Vindicating myself in l’affaire de LGF had the effect of making me a target for the Left during the Tea Party era leading up to the 2010 election, in large measure because leftists are incapable of admitting when they’re wrong. If the SPLC has called me a “white supremacist,” the leftist believes, I must be a very bad person, and this belief becomes the premise for further “investigation” of my allegedly hateful opinions.

So I was continually monitored by the Left all during the many ensuing years, as I ping-ponged around the country doing campaign-trail coverage and occasionally engaging in conflicts with personalities like Neal Rauhauser, Brett Kimberlin and Barrett Brown. Some readers may recall, for example, how the Kate Hunt case in 2013 involved covering the swarm of #FreeKate lunatics who thought there ought to be a lesbian loophole in Florida’s age-of-consent laws, so that she could get a free pass for diddling a 14-year-old. When you cover stories like that in Gonzo mode, you may acquire particularly obnoxious and persistent enemies.

All of this is by way of offering the most likely explanation of why, in February 2016, my @rsmccain Twitter account was permanently suspended for “participating in targeted abuse,” even though no one could say (a) who was “targeted”; (b) what kind of “abuse” they had suffered; or (c) how I was “participating” in this harmful activity.
. . .
Is Alex Jones more “racist” than, say, Jordan Peterson or Charles Murray? Is Alex Jones a “conspiracy theorist” in a way that, say, Jim Hoft or Pamela Geller are not? Is Alex Jones more “controversial” than, say, Glenn Reynolds or Rush Limbaugh? Do you see my point here?

There are many reasons I should include disclaimers to “distance” myself, as they say, from Alex Jones. He was a 9/11 “Truther” back in the day, and personally I have a hard time forgiving him for siccing a mob of his supporters on Michelle Malkin at the 2008 DNC in Denver. Yet this is not why Alex Jones is being de-platformed now. Rather, CNN and others on the Left are seeking to silence Alex Jones because he has been effective in calling attention to various facts that the Left desperately seeks to conceal from the general public. Please go read the entirely of the Ace of Spades post about this and ask yourself: “Who’s next?”
It could be me. Blogger is run by Google, and they provide this blogging platform free. I don't pay for anything but a small token fee for image hosting. They don't even get any advertising money out of me, although I assume they harvest clicks in their infernal quest to understand what interests you have.

Although I tend to libertarian points of view, I believe that the big social network platforms should be held to a higher standard for viewpoint discrimination. Ted Cruz hinted around at this in his grilling of Mark Zuckerberg:



Cruz is making a legal point. If a company like an ISP or, say Facebook, acts a neutral public forum, they are exempt from claims of damage arising from anyone's actions of speech on their forum. If they are not a neutral public forum, they can be held liable for actions of their customers on their forums. We need to hold them to that standard.
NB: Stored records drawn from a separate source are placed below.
#[cfg(test)]
mod tests {
    use super::*;
    use test_case::test_case;

    // NOTE: Not being able to pass types as arguments makes testing the errors not ideal.
    // You can't bind them to a variable and then use them in a match statement.

    #[test_case("sport"; "Single-level topic name")]
    #[test_case("athletic competition"; "Single-level topic name with spaces")]
    #[test_case("sport/tennis/player1"; "Multi-level topic name")]
    #[test_case("sport/field hockey/player1"; "Multi-level topic name with spaces")]
    #[test_case("sport/tennis/player1/"; "Multi-level topic name with zero-length level at end")]
    #[test_case("/sport/tennis/player1"; "Multi-level topic name with zero-length level at start")]
    #[test_case("sport//tennis//player1"; "Multi-level topic name with zero-length levels in middle")]
    #[test_case("/"; "Multi-level topic name with only zero-length levels")]
    #[test_case("$shareholders/finance/bonds/banker1"; "Non-shared subscription topic containing $share")]

    fn valid_topic_name(topic_name: &str) {
        assert!(TopicName::is_valid_topic_name(topic_name));
        assert!(TopicName::from_str(topic_name).is_ok());
    }

    #[test_case(""; "Zero-length topic name")]
    #[test_case("sport/tennis/+"; "Topic name contains single-level wildcard")]
    #[test_case("sport/tennis/#"; "Topic name contains multi-level wildcard")]
    #[test_case("$share"; "Shared subscription topic name")]
    #[test_case("$share/"; "Shared subscription topic name with empty level")]
    #[test_case("$share/consumer1"; "Shared subscription topic name with share name only")]
    #[test_case("$share/consumer1/sport/tennis/player1"; "Shared subscription topic name with multiple levels")]
    fn invalid_topic_name(topic_name: &str) {
        assert!(!TopicName::is_valid_topic_name(topic_name));
        assert!(TopicName::from_str(topic_name).is_err());
    }

    #[test_case("sport"; "Single-level topic filter")]
    #[test_case("athletic competition"; "Single-level topic filter with spaces")]
    #[test_case("+"; "Single-level topic filter with single-level wildcard")]
    #[test_case("#"; "Single-level topic filter with multi-level wildcard")]
    #[test_case("sport/tennis/player1"; "Multi-level topic filter")]
    #[test_case("sport/field hockey/team1"; "Multi-level topic filter with spaces")]
    #[test_case("sport/+/player1"; "Multi-level topic filter with single-level wildcard")]
    #[test_case("sport/#"; "Multi-level topic filter with multi-level wildcard")]
    #[test_case("+/tennis/#"; "Multi-level topic filter with single-level wildcard and multi-level wildcard")]
    #[test_case("sport/tennis/player1/"; "Multi-level topic filter with zero-length level at end")]
    #[test_case("/sport/tennis/player1"; "Multi-level topic filter with zero-length level at start")]
    #[test_case("sport//tennis//player1"; "Multi-level topic filter with zero length levels in middle")]
    #[test_case("$share/consumer1/sport/tennis/player1"; "Shared subscription topic filter")]
    #[test_case("$share/consumer1/#"; "Shared subscription topic filter with multi-level wildcard")]
    #[test_case("$share/consumer1/+/tennis/player1"; "Shared subscription topic filter with single-level wildcard")]
    #[test_case("$share/consumer1//";"Shared subscription topic filter with two zero-length levels")]
    fn valid_topic_filter(topic_filter: &str) {
        assert!(TopicFilter::is_valid_topic_filter(topic_filter));
        assert!(TopicFilter::from_str(topic_filter).is_ok());
    }

    #[test_case(""; "Zero-length topic filter")]
    #[test_case("sport+"; "Single-level wildcard does not occupy entire level of topic filter")]
    #[test_case("sport/tennis#"; "Multi-level wildcard does not occupy entire level of topic filter")]
    #[test_case("sport/tennis/#/ranking"; "Multi-level wildcard is not last character of topic filter")]
    #[test_case("$share"; "Shared subscription topic filter without share name and topic filter")]
    #[test_case("$share/consumer1"; "Shared subscription topic filter without topic filter")]
    #[test_case("$share/consumer1/"; "Shared subscription topic filter with empty topic filter")]
    #[test_case("$share//sport/tennis/player1"; "Shared subscription topic filter with zero-length level in share name")]
    #[test_case("$share/#/sport/tennis/player1"; "Shared subscription topic filter with multi-level wildcard in share name")]
    #[test_case("$share/+/sport/tennis/player1"; "Shared subscription topic filter with single-level wildcard in share name")]
    fn invalid_topic_filter(topic_filter: &str) {
        assert!(!TopicFilter::is_valid_topic_filter(topic_filter));
        assert!(TopicFilter::from_str(topic_filter).is_err());
    }

    #[test_case("sport", vec!["sport"]; "Exact match (single level topic)")]
    #[test_case("sport/tennis/player1", vec!["sport/tennis/player1"]; "Exact match (multi-level topic)")]
    #[test_case("sport/tennis/+", vec!["sport/tennis/player1", "sport/tennis/player2"]; "Single-level wildcard match (single wildcard)")]
    #[test_case("sport/+/+", vec!["sport/tennis/player1", "sport/tennis/player2", "sport/badminton/player1", "sport/badminton/player2"]; "Single-level wildcard match (multiple wildcards)")]
    #[test_case("sport/tennis/#", vec!["sport/tennis/player1", "sport/tennis/player1/ranking", "sport/tennis/player2", "sport/tennis/player2/ranking"]; "Multi-level wildcard match")]
    #[test_case("sport/+/#", vec!["sport/tennis/player1", "sport/tennis/player1/ranking", "sport/tennis/player2", "sport/tennis/player2/ranking", "sport/badminton/player1", "sport/badminton/player1/ranking", "sport/badminton/player2", "sport/badminton/player2/ranking"]; "Single-level and multi-level wildcard match")]
    #[test_case("$share/consumer1/sport/tennis/player1", vec!["sport/tennis/player1"]; "Shared subscription match")]
    #[test_case("$share/consumer1/#", vec!["sport/tennis", "sport/tennis/player1", "sport/tennis/player1/ranking"]; "Shared subscription multi-level wildcard match")]
    #[test_case("$share/consumer1/+/+/+", vec!["sport/tennis/player1", "finance/bonds/banker1"]; "Shared subscription single-level wildcard match")]
    fn normative_topic_match(topic_filter: &str, topic_names: Vec<&str>) {
        let topic_filter = TopicFilter::from_str(topic_filter).unwrap();
        for topic_name in topic_names {
            let topic_name = TopicName::from_str(topic_name).unwrap();
            assert!(topic_matches(&topic_name, &topic_filter));
            assert!(topic_name.matches_topic_filter(&topic_filter));
            assert!(topic_filter.matches_topic_name(&topic_name));
        }
    }

    #[test_case("sport", vec!["finance", "sport/tennis"]; "Exact match (single-level filter)")]
    #[test_case("sport/tennis/player1", vec!["sport/tennis/player2", "sport/tennis", "sport/tennis/player1/ranking"]; "Exact match (multi-level filter)")]
    #[test_case("sport/tennis/+", vec!["sport/tennis/player1/ranking", "sport/badminton/player1", "sport/tennis"]; "Single-level wildcard mismatch (single wildcard)")]
    #[test_case("sport/+/+", vec!["sport/tennis/player1/ranking", "finance/banking/banker1", "sport"]; "Single-level wildcard mismatch (multiple wildcards)")]
    #[test_case("sport/tennis/#", vec!["sport/tennis", "sport/badminton", "finance/banking/banker1"]; "Multi-level wildcard mismatch")]
    #[test_case("sport/+/#", vec!["sport/tennis", "sport/badminton", "finance/banking/banker1"]; "Single-level and multi-level wildcard mismatch")]
    #[test_case("$share/consumer1/sport", vec!["finance/banking/banker1", "sport/tennis/player1"]; "Shared subscription mismatch")]
    fn normative_topic_mismatch(topic_filter: &str, topic_names: Vec<&str>) {
        let topic_filter = TopicFilter::from_str(topic_filter).unwrap();
        for topic_name in topic_names {
            let topic_name = TopicName::from_str(topic_name).unwrap();
            assert!(!topic_matches(&topic_name, &topic_filter));
            assert!(!topic_name.matches_topic_filter(&topic_filter));
            assert!(!topic_filter.matches_topic_name(&topic_name));
        }
    }

    #[test_case("+", vec!["sport", "finance"]; "Single-level wildcard match (single wildcard)")]
    #[test_case("+/+", vec!["sport/tennis", "/sport", "sport/", "/"]; "Single-level wildcard match (multiple wildcards)")]
    #[test_case("#", vec!["sport", "sport/tennis", "sport/tennis/player1", "sport/tennis/player1/ranking", "sport/", "sport/", "/sport/", "/", "//"]; "Multi-level wildcard match")]
    #[test_case("+/#", vec!["sport/tennis", "sport/tennis/player1", "finance/banking", "finance/banking/banker1", "/", "//"]; "Single-level and multi-level wildcard match")]
    #[test_case("$share/consumer1//finance", vec!["/finance"]; "Shared subscription match with zero-length level")]
    fn non_normative_topic_match(topic_filter: &str, topic_names: Vec<&str>) {
        let topic_filter = TopicFilter::from_str(topic_filter).unwrap();
        for topic_name in topic_names {
            let topic_name = TopicName::from_str(topic_name).unwrap();
            assert!(topic_matches(&topic_name, &topic_filter));
            assert!(topic_name.matches_topic_filter(&topic_filter));
            assert!(topic_filter.matches_topic_name(&topic_name));
        }
    }

    #[test_case("+", vec!["/sport", "sport/", "/sport/", "/", "//"]; "Single-level wildcard mismatch (single wildcard)")]
    #[test_case("+/+", vec!["/sport/tennis", "sport/tennis/", "/tennis/", "//"]; "Single-level wildcard mismatch (multiple wildcards)")]
    #[test_case("+/#", vec!["sport"]; "Single-level and multi-level wildcard mismatch")]
    // NOTE: There are no valid topics that do not match a single multi-level wildcard, so there are no test cases for this scenario
    fn non_normative_topic_mismatch(topic_filter: &str, topic_names: Vec<&str>) {
        let topic_filter = TopicFilter::from_str(topic_filter).unwrap();
        for topic_name in topic_names {
            let topic_name = TopicName::from_str(topic_name).unwrap();
            assert!(!topic_matches(&topic_name, &topic_filter));
            assert!(!topic_name.matches_topic_filter(&topic_filter));
            assert!(!topic_filter.matches_topic_name(&topic_name));
        }
    }
}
Section 230 of the Communications Decency Act
Section 230 of the Communications Decency Act of 1996 (a common name for Title V of the Telecommunications Act of 1996) is a landmark piece of Internet legislation in the United States, codified at 47 U.S.C. § 230. Section 230(c)(1) provides immunity from liability for providers and users of an "interactive computer service" who publish information provided by third-party users:
No provider or user of an interactive computer service shall be treated as the publisher or speaker of any information provided by another information content provider.
In analyzing the availability of the immunity offered by this provision, courts generally apply a three-prong test. A defendant must satisfy each of the three prongs to gain the benefit of the immunity:

  1. The defendant must be a "provider or user" of an "interactive computer service."
  2. The cause of action asserted by the plaintiff must treat the defendant as the "publisher or speaker" of the harmful information at issue.
  3. The information must be "provided by another information content provider," i.e., the defendant must not be the "information content provider" of the harmful information at issue.